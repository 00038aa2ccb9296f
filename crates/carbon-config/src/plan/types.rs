use serde::{Deserialize, Serialize};
use std::path::PathBuf;

/// Source map generation policy
#[derive(Debug, Clone, Copy, PartialEq, Eq, Serialize, Deserialize)]
#[serde(rename_all = "kebab-case")]
pub enum SourceMapPolicy {
    /// Full source map embedded in the bundle (base64)
    InlineFull,
    /// Separate optimized .map file next to the bundle
    ExternalOptimized,
}

impl SourceMapPolicy {
    /// Name of the equivalent devtool setting understood by the engine
    pub fn devtool(self) -> &'static str {
        match self {
            SourceMapPolicy::InlineFull => "inline-source-map",
            SourceMapPolicy::ExternalOptimized => "source-map",
        }
    }

    pub fn is_external(self) -> bool {
        matches!(self, SourceMapPolicy::ExternalOptimized)
    }
}

/// Where the bundled artifact is written
#[derive(Debug, Clone, PartialEq, Eq, Serialize, Deserialize)]
pub struct OutputTarget {
    /// Output directory (relative to the plan context)
    pub dir: PathBuf,

    /// Script bundle filename
    pub filename: String,

    /// Public base path used to resolve assets at runtime
    pub public_path: String,
}

impl OutputTarget {
    /// Path of the script bundle relative to the plan context
    pub fn bundle_path(&self) -> PathBuf {
        self.dir.join(&self.filename)
    }
}

/// Module lookup settings handed to the engine's resolver
#[derive(Debug, Clone, PartialEq, Eq, Serialize, Deserialize)]
pub struct ModuleResolution {
    /// Directories searched for bare module specifiers, in order
    pub modules: Vec<String>,

    /// Extensions tried when an import omits one, in order
    pub extensions: Vec<String>,
}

(Aim of the exercise): Copy out, from the data above, each line where the string "PathBuf" is present.

(Solution to the exercise):
use std::path::PathBuf;
    pub dir: PathBuf,
    pub fn bundle_path(&self) -> PathBuf {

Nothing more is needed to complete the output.